* _DATA EXTRACT_

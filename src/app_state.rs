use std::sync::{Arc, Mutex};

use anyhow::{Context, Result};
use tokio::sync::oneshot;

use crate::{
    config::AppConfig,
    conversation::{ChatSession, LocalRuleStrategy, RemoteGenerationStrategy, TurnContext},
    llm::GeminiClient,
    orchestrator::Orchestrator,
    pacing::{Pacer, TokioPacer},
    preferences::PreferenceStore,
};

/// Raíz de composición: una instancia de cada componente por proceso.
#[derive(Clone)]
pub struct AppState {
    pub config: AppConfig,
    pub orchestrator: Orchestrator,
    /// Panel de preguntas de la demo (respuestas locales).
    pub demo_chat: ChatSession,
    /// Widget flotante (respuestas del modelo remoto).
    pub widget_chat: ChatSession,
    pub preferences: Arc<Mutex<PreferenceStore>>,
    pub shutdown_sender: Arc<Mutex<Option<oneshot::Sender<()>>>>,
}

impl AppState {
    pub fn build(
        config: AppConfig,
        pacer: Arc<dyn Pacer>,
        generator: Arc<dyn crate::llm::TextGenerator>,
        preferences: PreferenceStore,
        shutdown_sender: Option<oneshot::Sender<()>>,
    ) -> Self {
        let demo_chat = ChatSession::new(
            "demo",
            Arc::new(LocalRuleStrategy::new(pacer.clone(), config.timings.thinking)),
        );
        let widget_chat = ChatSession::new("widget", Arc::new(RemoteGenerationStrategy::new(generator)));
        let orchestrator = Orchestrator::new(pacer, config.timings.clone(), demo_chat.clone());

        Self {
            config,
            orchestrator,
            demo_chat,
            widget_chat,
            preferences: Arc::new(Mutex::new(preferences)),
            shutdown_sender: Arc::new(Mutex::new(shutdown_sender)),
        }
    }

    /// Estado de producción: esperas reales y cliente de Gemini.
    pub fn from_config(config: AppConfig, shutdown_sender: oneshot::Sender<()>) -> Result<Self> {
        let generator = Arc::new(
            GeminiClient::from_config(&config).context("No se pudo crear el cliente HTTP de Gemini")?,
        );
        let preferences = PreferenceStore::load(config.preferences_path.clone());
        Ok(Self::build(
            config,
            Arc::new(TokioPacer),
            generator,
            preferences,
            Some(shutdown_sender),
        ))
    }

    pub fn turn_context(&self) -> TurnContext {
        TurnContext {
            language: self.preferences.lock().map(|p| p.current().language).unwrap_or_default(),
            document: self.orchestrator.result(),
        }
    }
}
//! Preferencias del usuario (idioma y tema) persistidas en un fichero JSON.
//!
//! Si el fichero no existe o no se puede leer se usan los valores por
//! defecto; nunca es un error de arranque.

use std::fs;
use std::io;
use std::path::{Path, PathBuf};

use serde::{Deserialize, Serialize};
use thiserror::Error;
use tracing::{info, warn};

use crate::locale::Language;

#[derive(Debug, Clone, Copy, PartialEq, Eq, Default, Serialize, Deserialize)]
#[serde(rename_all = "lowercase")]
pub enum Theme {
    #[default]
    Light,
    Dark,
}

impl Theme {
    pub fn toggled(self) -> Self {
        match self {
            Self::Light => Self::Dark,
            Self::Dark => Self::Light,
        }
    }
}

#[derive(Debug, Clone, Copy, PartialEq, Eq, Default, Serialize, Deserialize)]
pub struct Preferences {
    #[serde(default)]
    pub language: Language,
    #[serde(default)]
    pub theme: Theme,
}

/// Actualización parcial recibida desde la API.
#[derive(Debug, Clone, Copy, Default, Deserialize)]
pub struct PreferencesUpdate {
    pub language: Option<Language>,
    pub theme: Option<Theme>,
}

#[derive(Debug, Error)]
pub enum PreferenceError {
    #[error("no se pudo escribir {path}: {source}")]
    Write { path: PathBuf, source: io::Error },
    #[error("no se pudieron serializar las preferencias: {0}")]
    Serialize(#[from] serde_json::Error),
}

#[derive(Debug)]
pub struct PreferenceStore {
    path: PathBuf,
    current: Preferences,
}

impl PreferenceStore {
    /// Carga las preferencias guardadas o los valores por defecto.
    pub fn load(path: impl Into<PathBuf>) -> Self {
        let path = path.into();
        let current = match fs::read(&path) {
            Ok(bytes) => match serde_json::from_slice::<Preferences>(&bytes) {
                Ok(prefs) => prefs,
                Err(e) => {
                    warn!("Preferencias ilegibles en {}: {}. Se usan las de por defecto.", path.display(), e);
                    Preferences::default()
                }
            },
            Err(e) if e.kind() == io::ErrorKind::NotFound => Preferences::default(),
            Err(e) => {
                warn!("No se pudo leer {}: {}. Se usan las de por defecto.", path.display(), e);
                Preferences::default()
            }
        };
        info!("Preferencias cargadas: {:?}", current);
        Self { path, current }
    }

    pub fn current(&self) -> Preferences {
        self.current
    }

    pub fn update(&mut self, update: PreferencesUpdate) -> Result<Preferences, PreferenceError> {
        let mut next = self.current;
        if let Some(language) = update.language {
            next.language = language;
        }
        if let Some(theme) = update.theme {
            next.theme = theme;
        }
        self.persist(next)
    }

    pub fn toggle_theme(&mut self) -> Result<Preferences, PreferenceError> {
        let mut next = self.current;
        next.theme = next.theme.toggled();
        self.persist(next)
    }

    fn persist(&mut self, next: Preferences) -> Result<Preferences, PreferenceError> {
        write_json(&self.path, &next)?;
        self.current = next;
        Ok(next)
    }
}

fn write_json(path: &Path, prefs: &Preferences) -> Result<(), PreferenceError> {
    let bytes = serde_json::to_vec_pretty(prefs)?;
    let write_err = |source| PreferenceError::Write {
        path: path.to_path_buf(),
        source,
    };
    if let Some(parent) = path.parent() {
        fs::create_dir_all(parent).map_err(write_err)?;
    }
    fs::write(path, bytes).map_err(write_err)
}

* _TASK BRIEF_
Show each line of the material that includes the string "current" by copying it.

* _EXERCISE ANSWER_
            language: self.preferences.lock().map(|p| p.current().language).unwrap_or_default(),
    current: Preferences,
        let current = match fs::read(&path) {
        info!("Preferencias cargadas: {:?}", current);
        Self { path, current }
    pub fn current(&self) -> Preferences {
        self.current
        let mut next = self.current;
        let mut next = self.current;
        self.current = next;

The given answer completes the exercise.